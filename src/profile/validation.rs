//! Presence validation for drafts.
//!
//! Failures are plain messages shown in the form, never error kinds.

use super::{DraftField, ListKind, ProfileDraft};

/// Human-readable validation failures, in display order
pub type ValidationReport = Vec<String>;

/// One message per required field that is empty after trimming
pub fn missing_required(draft: &ProfileDraft, required: &[DraftField]) -> ValidationReport {
    required
        .iter()
        .filter(|field| draft.field(**field).trim().is_empty())
        .map(|field| format!("{} is required", field.label()))
        .collect()
}

/// Message when a list holds fewer than `min` entries
pub fn missing_items(draft: &ProfileDraft, kind: ListKind, min: usize) -> Option<String> {
    if draft.list(kind).len() >= min {
        return None;
    }
    Some(if min == 1 {
        format!("Add at least one {}", singular(kind))
    } else {
        format!("Add at least {} {}", min, kind.label().to_lowercase())
    })
}

fn singular(kind: ListKind) -> &'static str {
    match kind {
        ListKind::Skills => "skill",
        ListKind::Highlights => "highlight",
        ListKind::Links => "link",
    }
}

#[cfg(test)]
mod tests {
    use super::*;

    #[test]
    fn test_missing_required_lists_each_empty_field() {
        let mut draft = ProfileDraft::new();
        draft.name = "Ada".to_string();
        draft.location = "   ".to_string();

        let report = missing_required(
            &draft,
            &[DraftField::Name, DraftField::Location, DraftField::Bio],
        );
        assert_eq!(
            report,
            vec![
                "Location is required".to_string(),
                "Bio is required".to_string()
            ]
        );
    }

    #[test]
    fn test_missing_required_all_present() {
        let mut draft = ProfileDraft::new();
        draft.name = "Ada".to_string();
        assert!(missing_required(&draft, &[DraftField::Name]).is_empty());
    }

    #[test]
    fn test_missing_items() {
        let mut draft = ProfileDraft::new();
        assert_eq!(
            missing_items(&draft, ListKind::Skills, 1),
            Some("Add at least one skill".to_string())
        );
        draft.skills.push("Rust".to_string());
        assert_eq!(missing_items(&draft, ListKind::Skills, 1), None);
        assert_eq!(
            missing_items(&draft, ListKind::Links, 2),
            Some("Add at least 2 links".to_string())
        );
    }
}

******

• **Directions for this task**
Where does "Some" appear in the listing? Show every line that has it.

• **Result of the task**
    Some(if min == 1 {
            Some("Add at least one skill".to_string())
            Some("Add at least 2 links".to_string())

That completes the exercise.